The Jesus Legend: A Case for the Historical Reliability of the Synoptic Tradition
Paul Rhodes Eddy and Gregory A. Boyd, The Jesus Legend: A Case for the Historical Reliability of the Synoptic Tradition (Grand Rapids: Baker Academic, 2007), 479 pages, ISBN 9780801031144.
Paul Rhodes Eddy (Ph.D. Marquette University) is professor of biblical and theological studies at Bethel University, and Gregory A. Boyd (Ph.D. Princeton Theological Seminary) is the senior pastor at Woodland Hills Church in St. Paul, Minnesota. These two scholars have set forth to analyze the plausibility of conceptualizing the story of Jesus of Nazareth as mere legend.

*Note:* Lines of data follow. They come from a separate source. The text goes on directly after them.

//! Sentence extraction
//!
//! Grammar, byte-exact:
//!
//! ```text
//! '$' TALKER payload '*' HEX HEX
//! TALKER  := GP | GN | GL | GA | GB | GQ | PSSN | PS | PM | PC
//! payload := any characters except '$' (line breaks included)
//! ```
//!
//! The payload is greedy: within the stretch of text that runs up to the next
//! frame marker, the match ends at the *last* `*XX` checksum. Matches never
//! overlap and the scan is independent of line structure.

const FRAME_MARKER: u8 = b'$';
const CHECKSUM_DELIMITER: u8 = b'*';
/// Delimiter plus two hex digits
const CHECKSUM_LEN: usize = 3;

/// Talker / sentence-id prefixes accepted right after the frame marker.
pub const TALKER_PREFIXES: [&str; 10] = [
    "GP", "GN", "GL", "GA", "GB", "GQ", "PSSN", "PS", "PM", "PC",
];

/// Lazy scanner yielding candidate sentences in text order.
///
/// Every yielded slice starts with `$` and ends with `*` followed by two hex
/// digits. Sentences truncated before their checksum are never yielded.
#[derive(Debug, Clone)]
pub struct SentenceExtractor<'a> {
    text: &'a str,
    cursor: usize,
}

impl<'a> SentenceExtractor<'a> {
    pub fn new(text: &'a str) -> Self {
        Self { text, cursor: 0 }
    }
}

/// Shorthand for [`SentenceExtractor::new`].
pub fn extract_sentences(text: &str) -> SentenceExtractor<'_> {
    SentenceExtractor::new(text)
}

impl<'a> Iterator for SentenceExtractor<'a> {
    type Item = &'a str;

    fn next(&mut self) -> Option<Self::Item> {
        let bytes = self.text.as_bytes();

        while let Some(start) = find_marker(bytes, self.cursor) {
            // The payload may not cross another frame marker
            let region_end = find_marker(bytes, start + 1).unwrap_or(bytes.len());
            self.cursor = region_end;

            let Some(prefix_len) = talker_prefix_len(&bytes[start + 1..region_end]) else {
                continue;
            };

            if let Some(end) = last_checksum_end(bytes, start + 1 + prefix_len, region_end) {
                self.cursor = end;
                // '$', '*' and hex digits are ASCII, so both ends are char boundaries
                return Some(&self.text[start..end]);
            }
        }

        self.cursor = bytes.len();
        None
    }
}

fn find_marker(bytes: &[u8], from: usize) -> Option<usize> {
    bytes
        .get(from..)?
        .iter()
        .position(|&b| b == FRAME_MARKER)
        .map(|pos| from + pos)
}

fn talker_prefix_len(after_marker: &[u8]) -> Option<usize> {
    TALKER_PREFIXES
        .iter()
        .find(|prefix| after_marker.starts_with(prefix.as_bytes()))
        .map(|prefix| prefix.len())
}

/// End offset of the last `*XX` whose delimiter sits in `[payload_start, region_end)`.
fn last_checksum_end(bytes: &[u8], payload_start: usize, region_end: usize) -> Option<usize> {
    if region_end < payload_start + CHECKSUM_LEN {
        return None;
    }

    (payload_start..=region_end - CHECKSUM_LEN)
        .rev()
        .find(|&pos| {
            bytes[pos] == CHECKSUM_DELIMITER
                && bytes[pos + 1].is_ascii_hexdigit()
                && bytes[pos + 2].is_ascii_hexdigit()
        })
        .map(|pos| pos + CHECKSUM_LEN)
}

#[cfg(test)]
mod tests {
    use super::*;

    fn collect(text: &str) -> Vec<&str> {
        extract_sentences(text).collect()
    }

    #[test]
    fn test_extracts_line_per_sentence() {
        let text = "$GPGGA,123519.00,4807.038,N,01131.000,E*47\r\n\
                    $GNRMC,123520.00,A,4807.038,N*6b\r\n";
        assert_eq!(
            collect(text),
            vec![
                "$GPGGA,123519.00,4807.038,N,01131.000,E*47",
                "$GNRMC,123520.00,A,4807.038,N*6b",
            ]
        );
    }

    #[test]
    fn test_missing_checksum_is_skipped() {
        let text = "$GPGGA,123519.00,4807.038,N\n$GPGLL,123520.00,4807.038*1F\n";
        assert_eq!(collect(text), vec!["$GPGLL,123520.00,4807.038*1F"]);
    }

    #[test]
    fn test_truncated_tail_is_never_matched() {
        assert!(collect("noise $GPGGA,123519.00,4807.0*4").is_empty());
        assert!(collect("$GPGGA,123519.00*").is_empty());
    }

    #[test]
    fn test_unknown_talker_is_skipped() {
        let text = "$XXGGA,123519.00*47 $HEHDT,1.0,T*2A $PSSN,HRP,123519.00*0C";
        assert_eq!(collect(text), vec!["$PSSN,HRP,123519.00*0C"]);
    }

    #[test]
    fn test_payload_is_greedy_up_to_next_marker() {
        // Second checksum before the next '$' wins; text in between rides along
        let text = "$GPGSV,1,1*70 trailing *AB\n$GPGSA,A,3*11";
        assert_eq!(
            collect(text),
            vec!["$GPGSV,1,1*70 trailing *AB", "$GPGSA,A,3*11"]
        );
    }

    #[test]
    fn test_interleaved_with_binary_noise() {
        let text = "\u{1}\u{2}garbage$GPZDA,000000.00,21,09,2023*6Aµµ$$PM,x*FFtail";
        assert_eq!(collect(text), vec!["$GPZDA,000000.00,21,09,2023*6A", "$PM,x*FF"]);
    }

    #[test]
    fn test_non_hex_checksum_rejected() {
        assert!(collect("$GPGGA,1*G1").is_empty());
        assert_eq!(collect("$GPGGA,1*G1*a0"), vec!["$GPGGA,1*G1*a0"]);
    }

    #[test]
    fn test_checksum_right_after_prefix() {
        assert_eq!(collect("$GP*00"), vec!["$GP*00"]);
        assert!(collect("$G*00").is_empty());
    }

    #[test]
    fn test_empty_input() {
        assert!(collect("").is_empty());
        assert!(collect("$").is_empty());
    }
}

Debates about the historical reliability of the gospels are not new. However, Eddy and Boyd here look at the issue from a new perspective. In fact, they take a particular approach of investigating whether the synoptic gospels can be judged as actual history on the one hand, or fictional legend on the other. In so doing, they analyze eight commonly held contentions of those who hold to a form of the legendary Jesus hypothesis. I will elucidate these eight contentions momentarily, but first it would be helpful to elaborate on the legendary Jesus hypothesis. There are three general groups of scholars that maintain, in some form, the idea that the Jesus of faith was some sort of legend. For example, some scholars (e.g. Bauer, Drews, and Wells) maintain that the Jesus (or Christ) of faith is entirely fictional, and that there is no historical basis of belief in him, either as a person or the son of God. A second group of scholars, typified by Bultmann, hold that while a historical person named Jesus in fact lived, the reports of him are saturated with legend and myth, insomuch as we have very little accurate historical information regarding him. Third, there are numerous scholars (Funk and Crossan, e.g.) who argue that while the present form of the gospels may contain myth and/or legend, there is a historical ‘core’ of truth to them.

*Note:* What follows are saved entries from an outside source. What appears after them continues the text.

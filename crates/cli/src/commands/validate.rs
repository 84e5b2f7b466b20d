//! `validate` command implementation.

use anyhow::{Context, Result};
use config_loader::{ConfigLoader, DEFAULT_CONFIG_FILE};
use contracts::{BrokerAddress, ReplayBlueprint, SinkKind};
use serde::Serialize;
use tracing::info;

use crate::cli::ValidateArgs;

/// Validation result for JSON output
#[derive(Serialize)]
struct ValidationResult {
    valid: bool,
    config_path: String,
    #[serde(skip_serializing_if = "Option::is_none")]
    error: Option<String>,
    #[serde(skip_serializing_if = "Option::is_none")]
    warnings: Option<Vec<String>>,
    #[serde(skip_serializing_if = "Option::is_none")]
    summary: Option<ConfigSummary>,
}

#[derive(Serialize)]
struct ConfigSummary {
    version: String,
    source: String,
    interval_seconds: usize,
    sink: String,
    broker: String,
    topic_prefix: String,
}

/// Execute the `validate` command
pub fn run_validate(args: &ValidateArgs) -> Result<()> {
    let result = validate_config(args);
    info!(config = %result.config_path, valid = result.valid, "Validated configuration");

    if args.json {
        let json = serde_json::to_string_pretty(&result)
            .context("Failed to serialize validation result")?;
        println!("{}", json);
    } else {
        print_validation_result(&result);
    }

    if result.valid {
        Ok(())
    } else {
        anyhow::bail!("Configuration validation failed")
    }
}

fn validate_config(args: &ValidateArgs) -> ValidationResult {
    let config_path = match &args.config {
        Some(path) => path.display().to_string(),
        None => format!("{DEFAULT_CONFIG_FILE} (or built-in defaults)"),
    };

    if let Some(path) = &args.config {
        if !path.exists() {
            return ValidationResult {
                valid: false,
                config_path,
                error: Some(format!("File not found: {}", path.display())),
                warnings: None,
                summary: None,
            };
        }
    }

    match ConfigLoader::load_or_default(args.config.as_deref()) {
        Ok(blueprint) => {
            let warnings = collect_warnings(&blueprint);
            ValidationResult {
                valid: true,
                config_path,
                error: None,
                warnings: (!warnings.is_empty()).then_some(warnings),
                summary: Some(summarize(&blueprint)),
            }
        }
        Err(e) => ValidationResult {
            valid: false,
            config_path,
            error: Some(e.to_string()),
            warnings: None,
            summary: None,
        },
    }
}

fn summarize(blueprint: &ReplayBlueprint) -> ConfigSummary {
    let interval_seconds = blueprint
        .source
        .interval
        .to_interval()
        .map(|i| i.total_seconds())
        .unwrap_or_default();
    let broker = BrokerAddress::parse(&blueprint.sink.broker)
        .map(|addr| addr.to_string())
        .unwrap_or_else(|_| blueprint.sink.broker.clone());

    ConfigSummary {
        version: format!("{:?}", blueprint.version),
        source: blueprint.source.path.display().to_string(),
        interval_seconds,
        sink: format!("{:?}", blueprint.sink.kind),
        broker,
        topic_prefix: blueprint.sink.topic_prefix.clone(),
    }
}

/// Collect configuration warnings (non-fatal issues)
fn collect_warnings(blueprint: &ReplayBlueprint) -> Vec<String> {
    let mut warnings = Vec::new();

    if !blueprint.source.path.exists() {
        warnings.push(format!(
            "Sentence log '{}' does not exist yet",
            blueprint.source.path.display()
        ));
    }

    if blueprint.sink.kind == SinkKind::Log {
        warnings.push("sink.kind is 'log' - nothing will be published to a broker".to_string());
    } else if !blueprint.sink.uses_auth() {
        warnings.push("sink.username is empty - connecting anonymously".to_string());
    }

    if blueprint.sink.drain_timeout_secs == 0 {
        warnings.push(
            "sink.drain_timeout_secs is 0 - the broker session is cut without a clean disconnect"
                .to_string(),
        );
    }

    warnings
}

fn print_validation_result(result: &ValidationResult) {
    if result.valid {
        println!("✓ Configuration is valid: {}", result.config_path);

        if let Some(ref summary) = result.summary {
            println!("\n  Version: {}", summary.version);
            println!("  Source: {}", summary.source);
            println!("  Interval: {} s", summary.interval_seconds);
            println!("  Sink: {} ({})", summary.sink, summary.broker);
            println!("  Topic prefix: {}", summary.topic_prefix);
        }

        if let Some(ref warnings) = result.warnings {
            println!("\n⚠ Warnings:");
            for warning in warnings {
                println!("  - {}", warning);
            }
        }
    } else {
        println!("✗ Configuration is invalid: {}", result.config_path);
        if let Some(ref error) = result.error {
            println!("\n  Error: {}", error);
        }
    }
}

These various groups of scholars contend that the naturalism of the present era excludes the plausibility—and even the possibility—of the supernatural occurrences reported in the gospels. Moreover, they posit that the Hellenistic Judaism of the era in which the Jesus-legend arose was conducive to the type of fabricated myths that one finds in the gospels. Third, they note that the parallels of Jesus-like (i.e. miracle workers, etc.) people in the surrounding areas in the same time frame, undercuts the validity of the reports of Jesus of Nazareth. They also contend that the relative silence in non-biblical literature and the relative silence in the epistles of Paul of the historical (not the risen Jesus, i.e.) Jesus, make the case for the gospels’ historical reliability tall indeed. Sixth, they point out that the oral nature of the first transmission of the gospels was inherently free-form and unstable, thus possibly allowing error and myth to creep in to them. Moreover, they question whether the writers of the gospels themselves intentioned their writings to be viewed as historical. And finally, these Jesus-legend advocates generally hold that those who view the gospels as historically accurate hold the burden of proof to prove it.